▶ Task directions:
The answer must be a single number: how many lines in the entries below contain the word "UserId".

Saved data entries
────────────────────────────────────────

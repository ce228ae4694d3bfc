//! End-to-end tag flow: catalog authoring and badge annotations.

use super::helpers::{TestBed, seed_application, seed_job, testbed};
use rstest::rstest;
use talentflow::tagging::domain::AppliedTag;
use talentflow::tagging::services::{AnnotationError, CatalogError, CreateTagRequest};
use talentflow::tenant::{CompanyId, TenantContext, UserId};

/// Asserts exactly one badge with the expected label is attached.
///
/// # Errors
///
/// Returns an error if the badge set does not contain exactly one badge
/// carrying `expected`.
fn assert_single_badge(applied: &[AppliedTag], expected: &str) -> Result<(), eyre::Report> {
    eyre::ensure!(
        applied.len() == 1,
        "expected exactly one badge, found {}",
        applied.len()
    );
    let badge = applied
        .first()
        .ok_or_else(|| eyre::eyre!("expected at least one badge"))?;
    eyre::ensure!(badge.label.as_str() == expected, "badge label mismatch");
    Ok(())
}

#[rstest]
#[tokio::test(flavor = "multi_thread")]
async fn finalist_badge_flows_from_catalog_to_application(testbed: TestBed) {
    let (job, _) = seed_job(&testbed, &testbed.ctx).await;
    let application = seed_application(&testbed, &testbed.ctx, job).await;
    let tag = testbed
        .catalog
        .create_tag(&testbed.ctx, CreateTagRequest::new("Finalista"))
        .await
        .expect("tag creation should succeed");

    testbed
        .annotations
        .add_tag(&testbed.ctx, application.id(), tag.id())
        .await
        .expect("attach should succeed");

    let applied = testbed
        .annotations
        .list_tags(&testbed.ctx, application.id())
        .await
        .expect("listing should succeed");
    assert_single_badge(&applied, "Finalista").expect("single Finalista badge");
}

#[rstest]
#[tokio::test(flavor = "multi_thread")]
async fn a_tag_never_crosses_company_boundaries(testbed: TestBed) {
    // Company C1 owns the tag; company C2 owns the application.
    let c1 = testbed.ctx;
    let c2 = TenantContext::new(CompanyId::new(), UserId::new());
    let tag = testbed
        .catalog
        .create_tag(&c1, CreateTagRequest::new("Finalista"))
        .await
        .expect("tag creation should succeed");
    let (c1_job, _) = seed_job(&testbed, &c1).await;
    let c1_application = seed_application(&testbed, &c1, c1_job).await;
    let (c2_job, _) = seed_job(&testbed, &c2).await;
    let c2_application = seed_application(&testbed, &c2, c2_job).await;

    let same_company = testbed
        .annotations
        .add_tag(&c1, c1_application.id(), tag.id())
        .await;
    assert!(same_company.is_ok());

    let foreign_tag = testbed
        .annotations
        .add_tag(&c2, c2_application.id(), tag.id())
        .await;
    assert!(matches!(
        foreign_tag,
        Err(AnnotationError::InvalidTag(id)) if id == tag.id()
    ));
}

#[rstest]
#[tokio::test(flavor = "multi_thread")]
async fn duplicate_labels_are_rejected_per_company_only(testbed: TestBed) {
    testbed
        .catalog
        .create_tag(&testbed.ctx, CreateTagRequest::new("Urgente"))
        .await
        .expect("creation should succeed");

    let duplicate = testbed
        .catalog
        .create_tag(&testbed.ctx, CreateTagRequest::new("Urgente"))
        .await;
    assert!(matches!(
        duplicate,
        Err(CatalogError::DuplicateLabel { .. })
    ));

    let other_company = TenantContext::new(CompanyId::new(), UserId::new());
    let elsewhere = testbed
        .catalog
        .create_tag(&other_company, CreateTagRequest::new("Urgente"))
        .await;
    assert!(elsewhere.is_ok());
}

#[rstest]
#[tokio::test(flavor = "multi_thread")]
async fn removing_a_never_attached_tag_changes_nothing(testbed: TestBed) {
    let (job, _) = seed_job(&testbed, &testbed.ctx).await;
    let application = seed_application(&testbed, &testbed.ctx, job).await;
    let tag = testbed
        .catalog
        .create_tag(&testbed.ctx, CreateTagRequest::new("Finalista"))
        .await
        .expect("tag creation should succeed");

    testbed
        .annotations
        .remove_tag(&testbed.ctx, application.id(), tag.id())
        .await
        .expect("silent no-op expected");

    let applied = testbed
        .annotations
        .list_tags(&testbed.ctx, application.id())
        .await
        .expect("listing should succeed");
    assert!(applied.is_empty());
}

────────────────────────────────────────

▶ Task answer:
3